Why did you go to the Waite Agricultural Research Institute after completing your BSc?

Well, Adelaide University had the Scottish system of a fourth-year specialist honours year, and having come top in third year botany I was eligible not only to do honours in botany but also to take any of the various streams that were available. In those days, the streams for botany were plant physiology, plant taxonomy and phycology, which is the study of algae. For a variety of reasons, none of those interested me very much. (I hadn't done biochemistry, which was a sort of prerequisite for doing plant physiology.) But in the third year of botany we had done a unit at the Waite Agricultural Research Institute in mycology, the study of fungi, run by the Department of Plant Pathology. It was a very well-run unit and I enjoyed both that and the people, and it seemed to me that that would be a good place to do honours. I don't think anybody from the botany area had ever done honours in the Waite Institute, but I spoke to Joe Wood, the professor of botany, and he agreed to it.
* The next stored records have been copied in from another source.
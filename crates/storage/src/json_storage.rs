//! JSON file snapshot store.
//!
//! Keeps the latest snapshot as `snapshot.json` under a root directory, with
//! a small meta marker (version + updated_at) in `meta/`. Writes go to a
//! temporary file first and are renamed into place.

use std::path::{Path, PathBuf};

use roadmap_core::Snapshot;
use tokio::fs;
use tokio::sync::Mutex;
use tracing::debug;

use super::{Result, SnapshotMeta, SnapshotStore, StorageError};

const SNAPSHOT_FILE: &str = "snapshot.json";
const META_FILE: &str = "snapshot.meta.json";

/// File-based JSON snapshot store.
pub struct JsonSnapshotStore {
    root: PathBuf,
    write_lock: Mutex<()>,
}

impl JsonSnapshotStore {
    /// Create the store, making `root` and its `meta/` directory if needed.
    pub async fn new(root: impl AsRef<Path>) -> Result<Self> {
        let root = root.as_ref().to_path_buf();

        fs::create_dir_all(&root).await?;
        fs::create_dir_all(root.join("meta")).await?;

        Ok(Self {
            root,
            write_lock: Mutex::new(()),
        })
    }

    /// Directory the store writes into.
    pub fn root(&self) -> &Path {
        &self.root
    }

    fn snapshot_path(&self) -> PathBuf {
        self.root.join(SNAPSHOT_FILE)
    }

    fn meta_path(&self) -> PathBuf {
        self.root.join("meta").join(META_FILE)
    }

    /// Read and increment the version marker, return the new meta.
    async fn bump_version(&self, snapshot: &Snapshot) -> Result<SnapshotMeta> {
        let version = match read_json::<SnapshotMeta>(&self.meta_path()).await {
            Ok(Some(meta)) => meta.version,
            // An unreadable marker restarts the count
            _ => 0,
        };
        let meta = SnapshotMeta {
            version: version + 1,
            updated_at: chrono::Utc::now(),
            cycle_id: snapshot.cycle_id,
        };
        write_atomic(&self.meta_path(), &serde_json::to_vec_pretty(&meta)?).await?;
        Ok(meta)
    }
}

#[async_trait::async_trait]
impl SnapshotStore for JsonSnapshotStore {
    async fn save_snapshot(&self, snapshot: &Snapshot) -> Result<()> {
        let _guard = self.write_lock.lock().await;

        let json = serde_json::to_vec_pretty(snapshot)?;
        write_atomic(&self.snapshot_path(), &json).await?;

        let meta = self.bump_version(snapshot).await?;
        debug!("Saved snapshot version {} to {}", meta.version, self.root.display());
        Ok(())
    }

    async fn load_snapshot(&self) -> Result<Option<Snapshot>> {
        read_json(&self.snapshot_path()).await
    }

    async fn load_meta(&self) -> Result<Option<SnapshotMeta>> {
        read_json(&self.meta_path()).await
    }
}

async fn write_atomic(path: &Path, bytes: &[u8]) -> Result<()> {
    let file_name = path
        .file_name()
        .and_then(|n| n.to_str())
        .ok_or_else(|| StorageError::Other(format!("invalid path {}", path.display())))?;
    let tmp = path.with_file_name(format!(".{}.tmp", file_name));

    fs::write(&tmp, bytes).await?;
    fs::rename(&tmp, path).await?;
    Ok(())
}

async fn read_json<T: serde::de::DeserializeOwned>(path: &Path) -> Result<Option<T>> {
    match fs::read_to_string(path).await {
        Ok(json) => {
            let value = serde_json::from_str(&json)?;
            Ok(Some(value))
        }
        Err(e) if e.kind() == std::io::ErrorKind::NotFound => Ok(None),
        Err(e) => Err(e.into()),
    }
}
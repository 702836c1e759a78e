use anyhow::{Context, Result};
use roadmap_core::{EngineConfig, SourceSystem, StatusMappingTable};
use serde::{Deserialize, Serialize};
use std::path::{Path, PathBuf};

/// Configuration file structure for the roadmap CLI.
///
/// Engine settings sit at the top level; the files the CLI reads backend
/// data from are listed under `[[sources]]`.
#[derive(Debug, Clone, Default, Serialize, Deserialize)]
#[serde(rename_all = "kebab-case")]
pub struct Config {
    /// Engine configuration
    #[serde(flatten)]
    pub engine: EngineConfig,

    /// Where persisted state lives
    #[serde(default)]
    pub storage: StorageConfig,

    /// Backend data files
    #[serde(default)]
    pub sources: Vec<SourceConfig>,
}

#[derive(Debug, Clone, Serialize, Deserialize)]
#[serde(rename_all = "kebab-case")]
pub struct StorageConfig {
    /// Directory holding the persisted snapshot
    #[serde(default = "default_state_dir")]
    pub state_dir: PathBuf,
}

impl Default for StorageConfig {
    fn default() -> Self {
        Self {
            state_dir: default_state_dir(),
        }
    }
}

/// One backend export read by the file adapter.
#[derive(Debug, Clone, PartialEq, Serialize, Deserialize)]
#[serde(rename_all = "kebab-case")]
pub struct SourceConfig {
    /// Backend the file belongs to
    pub backend: SourceSystem,

    /// JSON file in the adapter output shape
    pub path: PathBuf,
}

fn default_state_dir() -> PathBuf {
    PathBuf::from(".roadmap")
}

impl Config {
    /// Load configuration from a file.
    ///
    /// Searches for configuration files in this order:
    /// 1. Specified path
    /// 2. ./roadmap.toml
    /// 3. ./roadmap.json
    ///
    /// Returns default configuration if no file is found. A config without a
    /// status mapping gets the standard Jira/Linear/Asana vocabulary.
    pub fn load(path: Option<&Path>) -> Result<Self> {
        let mut config = match path {
            Some(path) => Self::load_from_path(path)?,
            None => {
                let found = ["roadmap.toml", "roadmap.json"]
                    .iter()
                    .map(Path::new)
                    .find(|p| p.exists());
                match found {
                    Some(path) => Self::load_from_path(path)?,
                    None => Self::default(),
                }
            }
        };

        if config.engine.status_mapping.is_empty() {
            config.engine.status_mapping = StatusMappingTable::standard();
        }
        config.engine.validate().context("Invalid engine configuration")?;
        Ok(config)
    }

    /// Load configuration from a specific file path.
    fn load_from_path(path: &Path) -> Result<Self> {
        let contents = std::fs::read_to_string(path)
            .with_context(|| format!("Failed to read config file: {}", path.display()))?;

        match path.extension().and_then(|ext| ext.to_str()).unwrap_or("") {
            "json" => serde_json::from_str(&contents)
                .with_context(|| format!("Failed to parse JSON config: {}", path.display())),
            _ => toml::from_str(&contents)
                .with_context(|| format!("Failed to parse TOML config: {}", path.display())),
        }
    }

    /// Configuration written by `roadmap init`.
    pub fn template() -> Self {
        let mut config = Self::default();
        config.engine.status_mapping = StatusMappingTable::standard();
        config.sources = vec![
            SourceConfig { backend: SourceSystem::Jira, path: PathBuf::from("data/jira.json") },
            SourceConfig { backend: SourceSystem::GitHub, path: PathBuf::from("data/github.json") },
        ];
        config
    }

    /// Save configuration to a file.
    pub fn save(&self, path: &Path) -> Result<()> {
        let contents = match path.extension().and_then(|ext| ext.to_str()) {
            Some("json") => serde_json::to_string_pretty(self)?,
            _ => toml::to_string_pretty(self)?,
        };

        std::fs::write(path, contents)
            .with_context(|| format!("Failed to write config file: {}", path.display()))?;

        Ok(())
    }
}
So in December, just after the results came out, I went and spoke to David Adam, the head of Plant Pathology. He agreed to take me on for an honours year and suggested that I look at a problem they'd had with virus diseases of orchids. That suited me because it meant the combination of the bacteriology and botany streams, which seemed a good idea. I then went off for the long vacation. But when I came back, in early February, he said, 'Oh, I've changed my mind; we've had pressure to study a fungal disease of apricots called gummosis. I want you to study fungi' – and it was arranged that I would study the biology of the fungus. There was also a CSIRO appointment, Judith Grace, who studied the field work, mostly in the Barossa Valley, and I sometimes went with her on field trips.

That started the team effort which went through most of 1948, the honours year, with the result that I got first-class honours. (In addition, of course, I had to do other subjects: I had to do a statistics course and also go to lectures in the Botany Department.) At the end of that year, both junior staff members of the Department of Plant Pathology left, one to go to England to complete a PhD and the other to go to ICI. So suddenly there was a vacancy and I was offered a temporary job of lecturer in plant pathology, which I took up at the beginning of 1949. While I didn't give any lectures, I did run the prac classes for both the science unit in mycology for the Botany Department and the agricultural science unit for Plant Pathology – and I did my research and also participated in some diagnostic work which the department did.

It was a very broad and interesting year. The Waite was an interesting place. I lived nearby and I found it a very good place to be. It gave me a career option immediately.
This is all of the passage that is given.